• [Assigned task]: What follows is a set of records; repeat all of them exactly.

(Saved entries)
_ _ _ _ _ _ _

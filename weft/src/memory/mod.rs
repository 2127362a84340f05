//! Cross-session memory: a namespaced `Store`, a semantic `MemoryStore` of
//! user facts, and the `MemoryBundle` that composes both into per-turn
//! context. Durable backends (a SQLite-backed store, a vector store, an
//! embedding provider, checkpointing for time-travel) are out of scope
//! here — only the store *contract* and an in-memory reference
//! implementation matter.

mod bundle;
mod fact_store;
mod store;

pub use bundle::{ComposedContext, MemoryBundle, MemoryBundleConfig};
pub use fact_store::{MemoryStore, MemoryStoreConfig, RecordOutcome};
pub use store::{FilterOp, InMemoryStore, Item, Namespace, SearchItem, SearchOptions, Store, StoreError};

_ _ _ _ _ _ _

• [Result of the exercise]:
filename weft/src/memory/mod.rs
repository 2127362a84340f05
//! Cross-session memory: a namespaced `Store`, a semantic `MemoryStore` of
//! user facts, and the `MemoryBundle` that composes both into per-turn
//! context. Durable backends (a SQLite-backed store, a vector store, an
//! embedding provider, checkpointing for time-travel) are out of scope
//! here — only the store *contract* and an in-memory reference
//! implementation matter.

mod bundle;
mod fact_store;
mod store;

pub use bundle::{ComposedContext, MemoryBundle, MemoryBundleConfig};
pub use fact_store::{MemoryStore, MemoryStoreConfig, RecordOutcome};
pub use store::{FilterOp, InMemoryStore, Item, Namespace, SearchItem, SearchOptions, Store, StoreError};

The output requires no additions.